Healthy individuals are protected from candidiasis by their innate immune system and our lab studies the dynamic and fascinating interaction ofC. albicanswith phagocytic cells.C. albicansdramatically alters macrophage function, by inhibiting production of antimicrobial compounds like nitric oxide and remodeling the phagolysosome, eventually allowing the fungal cell to adopt an filamentous morphology and escape the phagocyte. We seek to understand how this important pathogen has adapted its metabolism, stress responses, and physiology to contribute to its ability to cause disease, with an ultimate goal of identifying ways to better diagnose and treat these infections.

Publications

Read my PubMed publications

Publication Information

Vylkova, S. and洛伦兹（M.C.）（2014）吞噬pH的调节Candida albicanspromotes hyphal morphogenesis and requires Stp2p, a regulator of amino acid transport.PLoS Pathog.10:e1003995. PMID: 24626429.

Graham, C.E., Cruz, M.R., Garsin, D.A., and洛伦兹（M.C.）(2017) TheEnterococcus faecalisbacteriocin EntV inhibits hyphal morphogenesis, biofilm formation, and virulence ofCandida albicans.Proc. Nat. Acad. Sci. USA114:4507-12. PMID: 28396417.

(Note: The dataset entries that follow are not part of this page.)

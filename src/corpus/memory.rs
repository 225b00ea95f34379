//! 메모리 기반 사전
//!
//! 정렬 색인(`BTreeMap`) 위에서 동작하는 결정적 사전 구현입니다.
//! 시드를 고정하면 무작위 추출까지 재현되므로 테스트 픽스처로 쓰입니다.

use std::collections::{BTreeMap, HashSet};
use std::sync::Mutex;

use rand::{Rng, SeedableRng};
use rand_chacha::ChaCha8Rng;

use super::{sanitize_input, Corpus, CorpusError, Word};

/// 메모리 사전
pub struct MemoryCorpus {
    /// 표제어 -> 동형어 레코드 (번호 순)
    words: BTreeMap<String, Vec<Word>>,
    /// 무작위 추출용 RNG
    rng: Mutex<ChaCha8Rng>,
}

impl MemoryCorpus {
    /// 비결정적 시드로 빈 사전 생성
    pub fn new() -> Self {
        Self::with_seed(rand::random())
    }

    /// 시드를 고정한 빈 사전 생성 (무작위 추출 재현용)
    pub fn with_seed(seed: u64) -> Self {
        Self {
            words: BTreeMap::new(),
            rng: Mutex::new(ChaCha8Rng::seed_from_u64(seed)),
        }
    }

    /// 단어 레코드 추가 (같은 표제어의 동형어는 번호 순으로 유지)
    pub fn insert(&mut self, word: Word) {
        let records = self.words.entry(word.text.clone()).or_default();
        records.push(word);
        records.sort_by_key(|w| w.word_number.unwrap_or(0));
    }

    /// 서로 다른 표제어 수
    pub fn len(&self) -> usize {
        self.words.len()
    }

    pub fn is_empty(&self) -> bool {
        self.words.is_empty()
    }
}

impl Default for MemoryCorpus {
    fn default() -> Self {
        Self::new()
    }
}

impl Corpus for MemoryCorpus {
    fn exists(&self, word: &str) -> Result<bool, CorpusError> {
        Ok(self.words.contains_key(sanitize_input(word).as_str()))
    }

    fn definitions(&self, word: &str) -> Result<Vec<Word>, CorpusError> {
        Ok(self
            .words
            .get(sanitize_input(word).as_str())
            .cloned()
            .unwrap_or_default())
    }

    fn autocomplete(&self, prefix: &str, limit: usize) -> Result<Vec<String>, CorpusError> {
        let prefix = sanitize_input(prefix);
        Ok(self
            .words
            .range(prefix.clone()..)
            .take_while(|(text, _)| text.starts_with(&prefix))
            .take(limit)
            .map(|(text, _)| text.clone())
            .collect())
    }

    fn linkable(
        &self,
        start: char,
        excluding: &[String],
        limit: usize,
    ) -> Result<Vec<String>, CorpusError> {
        let prefix = sanitize_input(&start.to_string());
        if prefix.is_empty() {
            return Ok(Vec::new());
        }
        let excluded: HashSet<&str> = excluding.iter().map(String::as_str).collect();
        Ok(self
            .words
            .range(prefix.clone()..)
            .take_while(|(text, _)| text.starts_with(&prefix))
            .filter(|(text, _)| !excluded.contains(text.as_str()))
            .take(limit)
            .map(|(text, _)| text.clone())
            .collect())
    }

    fn random_word(&self) -> Result<String, CorpusError> {
        if self.words.is_empty() {
            return Err(CorpusError::EmptyCorpus);
        }
        let index = {
            let mut rng = match self.rng.lock() {
                Ok(guard) => guard,
                Err(poisoned) => poisoned.into_inner(),
            };
            rng.gen_range(0..self.words.len())
        };
        // index는 len 미만이므로 nth는 항상 Some
        self.words
            .keys()
            .nth(index)
            .cloned()
            .ok_or(CorpusError::EmptyCorpus)
    }
}

#[cfg(test)]
mod tests {
    use super::*;

    fn fixture() -> MemoryCorpus {
        let mut corpus = MemoryCorpus::with_seed(42);
        for text in ["사과", "사다리", "사슴", "과일", "과자", "일몰"] {
            corpus.insert(Word::new(text));
        }
        corpus
    }

    #[test]
    fn test_exists() {
        let corpus = fixture();
        assert!(corpus.exists("사과").unwrap());
        assert!(!corpus.exists("없는단어").unwrap());
    }

    #[test]
    fn test_definitions_homograph_order() {
        let mut corpus = MemoryCorpus::with_seed(1);
        corpus.insert(Word {
            word_number: Some(2),
            ..Word::new("사과")
        });
        corpus.insert(Word {
            word_number: Some(1),
            ..Word::new("사과")
        });

        let definitions = corpus.definitions("사과").unwrap();
        assert_eq!(definitions.len(), 2);
        assert_eq!(definitions[0].word_number, Some(1));
        assert_eq!(definitions[1].word_number, Some(2));

        assert!(corpus.definitions("없는단어").unwrap().is_empty());
    }

    #[test]
    fn test_autocomplete_sorted_and_limited() {
        let corpus = fixture();
        assert_eq!(
            corpus.autocomplete("사", 15).unwrap(),
            vec!["사과", "사다리", "사슴"]
        );
        assert_eq!(corpus.autocomplete("사", 2).unwrap(), vec!["사과", "사다리"]);
        assert!(corpus.autocomplete("없", 15).unwrap().is_empty());
    }

    #[test]
    fn test_autocomplete_distinct_homographs() {
        let mut corpus = MemoryCorpus::with_seed(1);
        corpus.insert(Word {
            word_number: Some(1),
            ..Word::new("사과")
        });
        corpus.insert(Word {
            word_number: Some(2),
            ..Word::new("사과")
        });
        // 동형어가 여러 개여도 표제어는 한 번만
        assert_eq!(corpus.autocomplete("사과", 15).unwrap(), vec!["사과"]);
    }

    #[test]
    fn test_linkable_excludes_used_words() {
        let corpus = fixture();
        assert_eq!(corpus.linkable('과', &[], 10).unwrap(), vec!["과일", "과자"]);

        let used = vec!["과일".to_string()];
        assert_eq!(corpus.linkable('과', &used, 10).unwrap(), vec!["과자"]);

        let all_used = vec!["과일".to_string(), "과자".to_string()];
        assert!(corpus.linkable('과', &all_used, 10).unwrap().is_empty());
    }

    #[test]
    fn test_random_word_deterministic_with_seed() {
        let corpus_a = fixture();
        let corpus_b = fixture();
        let first: Vec<String> = (0..5).map(|_| corpus_a.random_word().unwrap()).collect();
        let second: Vec<String> = (0..5).map(|_| corpus_b.random_word().unwrap()).collect();
        // 같은 시드 -> 같은 추출 순서
        assert_eq!(first, second);
        for word in &first {
            assert!(corpus_a.exists(word).unwrap());
        }
    }

    #[test]
    fn test_random_word_empty_corpus() {
        let corpus = MemoryCorpus::with_seed(0);
        assert!(matches!(
            corpus.random_word(),
            Err(CorpusError::EmptyCorpus)
        ));
    }
}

Danhof, H.A.*, Vylkova, S.*, Vesely, E., Ford, A.E., and洛伦兹（M.C.）(2016) Robust environmental alkalinization byCandida albicansduring growth on dicarboxylic acids.mBio7:e01646-16. PMID: 27935835.

Miramón, P. and洛伦兹（M.C.）(2016) The SPS amino acid sensor mediates nutrient acquisition and immune evasion inCandida albicans.细胞。Microbiol。18:1611-24.

Danhof, H.A. andLorenz., M.C.（2015）Candida albicans ATOgene family promotes neutralization of the macrophage phagolysosome.Infect. Immun.83:4416-26. PMID: 26351284.

Priest, S.P. and洛伦兹（M.C.）(2015). Characterization of virulence-related phenotypes inCandidaspecies of the CUG clade.Eukaryot. Cell.14:931- 40. PMID: 26150417.